[Start of section]
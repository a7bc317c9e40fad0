//! Extracción de texto plano de un documento, polimórfica sobre el formato.
//!
//! Contrato: `extract_text(path) -> String`. Cualquier fallo (fichero
//! corrupto, codificación no soportada, error de E/S) se queda dentro de
//! este módulo: se registra un diagnóstico con la ruta y el detalle y se
//! devuelve la cadena vacía, de modo que un documento malo nunca aborta
//! la comparación completa.

use std::fs;
use std::path::Path;

use anyhow::{anyhow, Result};
use docx_rs::{read_docx, DocumentChild, ParagraphChild, RunChild};
use tracing::warn;

/// Variantes de formato reconocidas, derivadas de la extensión del fichero.
#[derive(Debug, Clone, Copy, PartialEq, Eq)]
pub enum DocumentKind {
    Pdf,
    Docx,
    Doc,
    Other,
}

impl DocumentKind {
    pub fn from_path(path: &Path) -> Self {
        let extension = path
            .extension()
            .and_then(std::ffi::OsStr::to_str)
            .unwrap_or("")
            .to_lowercase();
        match extension.as_str() {
            "pdf" => Self::Pdf,
            "docx" => Self::Docx,
            "doc" => Self::Doc,
            _ => Self::Other,
        }
    }
}

/// Extrae el texto de un documento. Devuelve la cadena vacía si la
/// extracción falla por cualquier motivo; el fallo se registra aquí.
pub fn extract_text(path: &Path) -> String {
    let result = match DocumentKind::from_path(path) {
        DocumentKind::Pdf => extract_pdf(path),
        DocumentKind::Docx => extract_docx(path),
        // Los formatos antiguos y el resto pasan por el lector genérico.
        DocumentKind::Doc | DocumentKind::Other => extract_sniffed(path),
    };
    match result {
        Ok(text) => text,
        Err(err) => {
            warn!(
                "No se pudo extraer texto de {}: {err}. Se continúa con texto vacío.",
                path.display()
            );
            String::new()
        }
    }
}

fn extract_pdf(path: &Path) -> Result<String> {
    pdf_extract::extract_text(path)
        .map_err(|err| anyhow!("error leyendo el PDF: {err}"))
}

/// Lee un .docx y concatena el texto de todos sus párrafos separados por
/// espacios. Un .docx es un ZIP con XML dentro; docx-rs lo expone como el
/// árbol Document → Paragraph → Run → Text.
fn extract_docx(path: &Path) -> Result<String> {
    let bytes = fs::read(path)?;
    let docx = read_docx(&bytes).map_err(|err| anyhow!("error analizando el .docx: {err:?}"))?;

    let mut paragraphs = Vec::new();
    for child in &docx.document.children {
        if let DocumentChild::Paragraph(paragraph) = child {
            let mut runs = Vec::new();
            for para_child in &paragraph.children {
                if let ParagraphChild::Run(run) = para_child {
                    for run_child in &run.children {
                        if let RunChild::Text(text) = run_child {
                            runs.push(text.text.clone());
                        }
                    }
                }
            }
            let paragraph_text = runs.concat();
            if !paragraph_text.trim().is_empty() {
                paragraphs.push(paragraph_text);
            }
        }
    }

    Ok(paragraphs.join(" "))
}

/// Lector genérico para el resto de formatos: si el tipo MIME apunta a un
/// fichero de texto se lee tal cual; si no, se rescatan las secuencias de
/// caracteres imprimibles incrustadas en el binario (suficiente para el
/// texto plano que contienen los .doc antiguos).
fn extract_sniffed(path: &Path) -> Result<String> {
    let bytes = fs::read(path)?;
    let mime = mime_guess::from_path(path).first();
    if mime.map(|m| m.type_() == mime_guess::mime::TEXT).unwrap_or(false) {
        return Ok(String::from_utf8_lossy(&bytes).into_owned());
    }
    Ok(harvest_printable_runs(&bytes))
}

/// Longitud mínima de una secuencia imprimible para considerarla texto real
/// y no ruido del contenedor binario.
const MIN_RUN_CHARS: usize = 4;

fn harvest_printable_runs(bytes: &[u8]) -> String {
    let decoded = String::from_utf8_lossy(bytes);
    let mut runs: Vec<String> = Vec::new();
    let mut current = String::new();

    for ch in decoded.chars() {
        let printable = ch == ' ' || ch == '\t' || (!ch.is_control() && ch != '\u{FFFD}');
        if printable {
            current.push(ch);
        } else if !current.is_empty() {
            push_run(&mut runs, &mut current);
        }
    }
    if !current.is_empty() {
        push_run(&mut runs, &mut current);
    }

    runs.join(" ")
}

fn push_run(runs: &mut Vec<String>, current: &mut String) {
    let candidate = std::mem::take(current);
    let trimmed = candidate.trim();
    if trimmed.chars().count() >= MIN_RUN_CHARS && trimmed.chars().any(|c| c.is_alphanumeric()) {
        runs.push(trimmed.to_string());
    }
}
[End of section]
TASK BRIEF - Starting with the first entry and ending with the last, give all of them again unchanged.

OUTPUT -
repository a7bc317c9e40fad0
//! Extracción de texto plano de un documento, polimórfica sobre el formato.
//!
//! Contrato: `extract_text(path) -> String`. Cualquier fallo (fichero
//! corrupto, codificación no soportada, error de E/S) se queda dentro de
//! este módulo: se registra un diagnóstico con la ruta y el detalle y se
//! devuelve la cadena vacía, de modo que un documento malo nunca aborta
//! la comparación completa.

use std::fs;
use std::path::Path;

use anyhow::{anyhow, Result};
use docx_rs::{read_docx, DocumentChild, ParagraphChild, RunChild};
use tracing::warn;

/// Variantes de formato reconocidas, derivadas de la extensión del fichero.
#[derive(Debug, Clone, Copy, PartialEq, Eq)]
pub enum DocumentKind {
    Pdf,
    Docx,
    Doc,
    Other,
}

impl DocumentKind {
    pub fn from_path(path: &Path) -> Self {
        let extension = path
            .extension()
            .and_then(std::ffi::OsStr::to_str)
            .unwrap_or("")
            .to_lowercase();
        match extension.as_str() {
            "pdf" => Self::Pdf,
            "docx" => Self::Docx,
            "doc" => Self::Doc,
            _ => Self::Other,
        }
    }
}

/// Extrae el texto de un documento. Devuelve la cadena vacía si la
/// extracción falla por cualquier motivo; el fallo se registra aquí.
pub fn extract_text(path: &Path) -> String {
    let result = match DocumentKind::from_path(path) {
        DocumentKind::Pdf => extract_pdf(path),
        DocumentKind::Docx => extract_docx(path),
        // Los formatos antiguos y el resto pasan por el lector genérico.
        DocumentKind::Doc | DocumentKind::Other => extract_sniffed(path),
    };
    match result {
        Ok(text) => text,
        Err(err) => {
            warn!(
                "No se pudo extraer texto de {}: {err}. Se continúa con texto vacío.",
                path.display()
            );
            String::new()
        }
    }
}

fn extract_pdf(path: &Path) -> Result<String> {
    pdf_extract::extract_text(path)
        .map_err(|err| anyhow!("error leyendo el PDF: {err}"))
}

/// Lee un .docx y concatena el texto de todos sus párrafos separados por
/// espacios. Un .docx es un ZIP con XML dentro; docx-rs lo expone como el
/// árbol Document → Paragraph → Run → Text.
fn extract_docx(path: &Path) -> Result<String> {
    let bytes = fs::read(path)?;
    let docx = read_docx(&bytes).map_err(|err| anyhow!("error analizando el .docx: {err:?}"))?;

    let mut paragraphs = Vec::new();
    for child in &docx.document.children {
        if let DocumentChild::Paragraph(paragraph) = child {
            let mut runs = Vec::new();
            for para_child in &paragraph.children {
                if let ParagraphChild::Run(run) = para_child {
                    for run_child in &run.children {
                        if let RunChild::Text(text) = run_child {
                            runs.push(text.text.clone());
                        }
                    }
                }
            }
            let paragraph_text = runs.concat();
            if !paragraph_text.trim().is_empty() {
                paragraphs.push(paragraph_text);
            }
        }
    }

    Ok(paragraphs.join(" "))
}

/// Lector genérico para el resto de formatos: si el tipo MIME apunta a un
/// fichero de texto se lee tal cual; si no, se rescatan las secuencias de
/// caracteres imprimibles incrustadas en el binario (suficiente para el
/// texto plano que contienen los .doc antiguos).
fn extract_sniffed(path: &Path) -> Result<String> {
    let bytes = fs::read(path)?;
    let mime = mime_guess::from_path(path).first();
    if mime.map(|m| m.type_() == mime_guess::mime::TEXT).unwrap_or(false) {
        return Ok(String::from_utf8_lossy(&bytes).into_owned());
    }
    Ok(harvest_printable_runs(&bytes))
}

/// Longitud mínima de una secuencia imprimible para considerarla texto real
/// y no ruido del contenedor binario.
const MIN_RUN_CHARS: usize = 4;

fn harvest_printable_runs(bytes: &[u8]) -> String {
    let decoded = String::from_utf8_lossy(bytes);
    let mut runs: Vec<String> = Vec::new();
    let mut current = String::new();

    for ch in decoded.chars() {
        let printable = ch == ' ' || ch == '\t' || (!ch.is_control() && ch != '\u{FFFD}');
        if printable {
            current.push(ch);
        } else if !current.is_empty() {
            push_run(&mut runs, &mut current);
        }
    }
    if !current.is_empty() {
        push_run(&mut runs, &mut current);
    }

    runs.join(" ")
}

fn push_run(runs: &mut Vec<String>, current: &mut String) {
    let candidate = std::mem::take(current);
    let trimmed = candidate.trim();
    if trimmed.chars().count() >= MIN_RUN_CHARS && trimmed.chars().any(|c| c.is_alphanumeric()) {
        runs.push(trimmed.to_string());
    }
}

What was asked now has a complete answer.